Your objective:
Look for "while" in the records and copy every line that has it.
——————————
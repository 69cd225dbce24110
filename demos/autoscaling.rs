//! Autoscaling example
//!
//! Sends a burst of slow tasks at a single worker and prints the roster size
//! as the pool grows under backlog and shrinks again once idle.
//!
//! Run with: RUST_LOG=adaptive_thread_system=debug cargo run --example autoscaling

use adaptive_thread_system::prelude::*;
use std::thread;
use std::time::{Duration, Instant};

fn main() -> Result<()> {
    env_logger::init();
    println!("=== Adaptive Thread System - Autoscaling Example ===\n");

    let config = PoolConfig::new(1, 1, 6)
        .with_monitor_interval(Duration::from_millis(50))
        .with_thread_name_prefix("scaler");
    let pool = Pool::with_config(config)?;
    pool.start()?;

    let handles: Vec<_> = (0..120)
        .map(|_| pool.submit(|| thread::sleep(Duration::from_millis(25))))
        .collect::<Result<_>>()?;

    let start = Instant::now();
    while handles.iter().any(|h| !h.is_ready()) {
        println!(
            "   t={:>5}ms workers={} pending={}",
            start.elapsed().as_millis(),
            pool.worker_count(),
            pool.pending_task_count()
        );
        thread::sleep(Duration::from_millis(100));
    }
    println!("   Burst finished in {}ms", start.elapsed().as_millis());

    for _ in 0..5 {
        thread::sleep(Duration::from_millis(100));
        println!("   idle: workers={}", pool.worker_count());
    }

    pool.stop()?;
    println!("\n   {}", serde_json::to_string(&pool.stats()).unwrap_or_default());
    Ok(())
}
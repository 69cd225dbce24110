use adaptive_thread_system::prelude::*;
use criterion::{black_box, criterion_group, criterion_main, BatchSize, Criterion};
use rand::Rng;
use std::sync::atomic::{AtomicU64, Ordering};
use std::sync::Arc;
use std::time::Duration;

fn benchmark_pool_lifecycle(c: &mut Criterion) {
    c.bench_function("pool_start_stop", |b| {
        b.iter(|| {
            let pool = Pool::with_workers(1, 4, 4).expect("Failed to create pool");
            pool.start().expect("Failed to start pool");
            pool.stop().expect("Failed to stop pool");
        });
    });
}

fn benchmark_priority_queue(c: &mut Criterion) {
    let mut group = c.benchmark_group("priority_queue");

    group.bench_function("push_pop_1000_mixed", |b| {
        let mut rng = rand::thread_rng();
        let priorities: Vec<Priority> = (0..1000)
            .map(|_| Priority::ALL[rng.gen_range(0..Priority::ALL.len())])
            .collect();

        b.iter(|| {
            let queue = PriorityQueue::with_capacity(priorities.len());
            for &priority in &priorities {
                queue.push(Task::new(priority, || {}));
            }
            while let Some(task) = queue.try_pop() {
                black_box(task.priority());
            }
        });
    });

    group.finish();
}

fn benchmark_task_submission(c: &mut Criterion) {
    let mut group = c.benchmark_group("task_submission");

    // Lightweight tasks
    group.bench_function("lightweight_tasks_100", |b| {
        b.iter_batched(
            || {
                let pool = Pool::with_workers(1, 4, 4).expect("Failed to create pool");
                pool.start().expect("Failed to start pool");
                pool
            },
            |pool| {
                let handles: Vec<_> = (0..100)
                    .map(|_| pool.submit(|| black_box(1 + 1)).expect("Failed to submit task"))
                    .collect();
                for handle in handles {
                    handle.wait().expect("Task failed");
                }
                pool.stop().expect("Failed to stop pool");
            },
            BatchSize::SmallInput,
        );
    });

    // Medium workload with random priorities
    group.bench_function("medium_tasks_100_mixed_priority", |b| {
        b.iter_batched(
            || {
                let pool = Pool::with_workers(1, 4, 4).expect("Failed to create pool");
                pool.start().expect("Failed to start pool");
                let mut rng = rand::thread_rng();
                let priorities: Vec<Priority> = (0..100)
                    .map(|_| Priority::ALL[rng.gen_range(0..Priority::ALL.len())])
                    .collect();
                (pool, priorities)
            },
            |(pool, priorities)| {
                let handles: Vec<_> = priorities
                    .into_iter()
                    .map(|priority| {
                        pool.submit_with_priority(priority, || {
                            // Simulate some work
                            let mut sum = 0u64;
                            for i in 0..1000 {
                                sum = sum.wrapping_add(i);
                            }
                            black_box(sum)
                        })
                        .expect("Failed to submit task")
                    })
                    .collect();
                for handle in handles {
                    handle.wait().expect("Task failed");
                }
                pool.stop().expect("Failed to stop pool");
            },
            BatchSize::SmallInput,
        );
    });

    group.finish();
}

fn benchmark_concurrent_submission(c: &mut Criterion) {
    c.bench_function("concurrent_submission_4_threads", |b| {
        b.iter_batched(
            || {
                let pool = Pool::with_workers(1, 4, 4).expect("Failed to create pool");
                pool.start().expect("Failed to start pool");
                Arc::new(pool)
            },
            |pool| {
                let submitters: Vec<_> = (0..4)
                    .map(|_| {
                        let pool = Arc::clone(&pool);
                        std::thread::spawn(move || {
                            (0..25)
                                .map(|_| pool.submit(|| ()).expect("Failed to submit task"))
                                .collect::<Vec<_>>()
                        })
                    })
                    .collect();

                for submitter in submitters {
                    for handle in submitter.join().expect("Thread panicked") {
                        handle.wait().expect("Task failed");
                    }
                }
                pool.stop().expect("Failed to stop pool");
            },
            BatchSize::SmallInput,
        );
    });
}

fn benchmark_throughput(c: &mut Criterion) {
    let mut group = c.benchmark_group("throughput");
    group.measurement_time(Duration::from_secs(10));

    group.bench_function("tasks_per_second", |b| {
        b.iter_batched(
            || {
                let config = PoolConfig::new(1, 8, 8).with_monitor_interval(Duration::from_millis(10));
                let pool = Pool::with_config(config).expect("Failed to create pool");
                pool.start().expect("Failed to start pool");
                let counter = Arc::new(AtomicU64::new(0));
                (pool, counter)
            },
            |(pool, counter)| {
                let handles: Vec<_> = (0..1000)
                    .map(|_| {
                        let counter = Arc::clone(&counter);
                        pool.submit(move || {
                            counter.fetch_add(1, Ordering::Relaxed);
                        })
                        .expect("Failed to submit task")
                    })
                    .collect();
                for handle in handles {
                    handle.wait().expect("Task failed");
                }
                pool.stop().expect("Failed to stop pool");

                // Verify all tasks completed
                let total = counter.load(Ordering::Relaxed);
                assert_eq!(total, 1000, "Not all tasks completed");
            },
            BatchSize::SmallInput,
        );
    });

    group.finish();
}

fn benchmark_autoscaling(c: &mut Criterion) {
    let mut group = c.benchmark_group("autoscaling");
    group.sample_size(10);

    group.bench_function("burst_from_one_worker", |b| {
        b.iter_batched(
            || {
                let config = PoolConfig::new(1, 1, 8).with_monitor_interval(Duration::from_millis(5));
                let pool = Pool::with_config(config).expect("Failed to create pool");
                pool.start().expect("Failed to start pool");
                pool
            },
            |pool| {
                let handles: Vec<_> = (0..200)
                    .map(|_| {
                        pool.submit(|| std::thread::sleep(Duration::from_micros(200)))
                            .expect("Failed to submit task")
                    })
                    .collect();
                for handle in handles {
                    handle.wait().expect("Task failed");
                }
                black_box(pool.worker_count());
                pool.stop().expect("Failed to stop pool");
            },
            BatchSize::SmallInput,
        );
    });

    group.finish();
}

criterion_group!(
    benches,
    benchmark_pool_lifecycle,
    benchmark_priority_queue,
    benchmark_task_submission,
    benchmark_concurrent_submission,
    benchmark_throughput,
    benchmark_autoscaling
);
criterion_main!(benches);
——————————
Result of this task:
    while handles.iter().any(|h| !h.is_ready()) {
            while let Some(task) = queue.try_pop() {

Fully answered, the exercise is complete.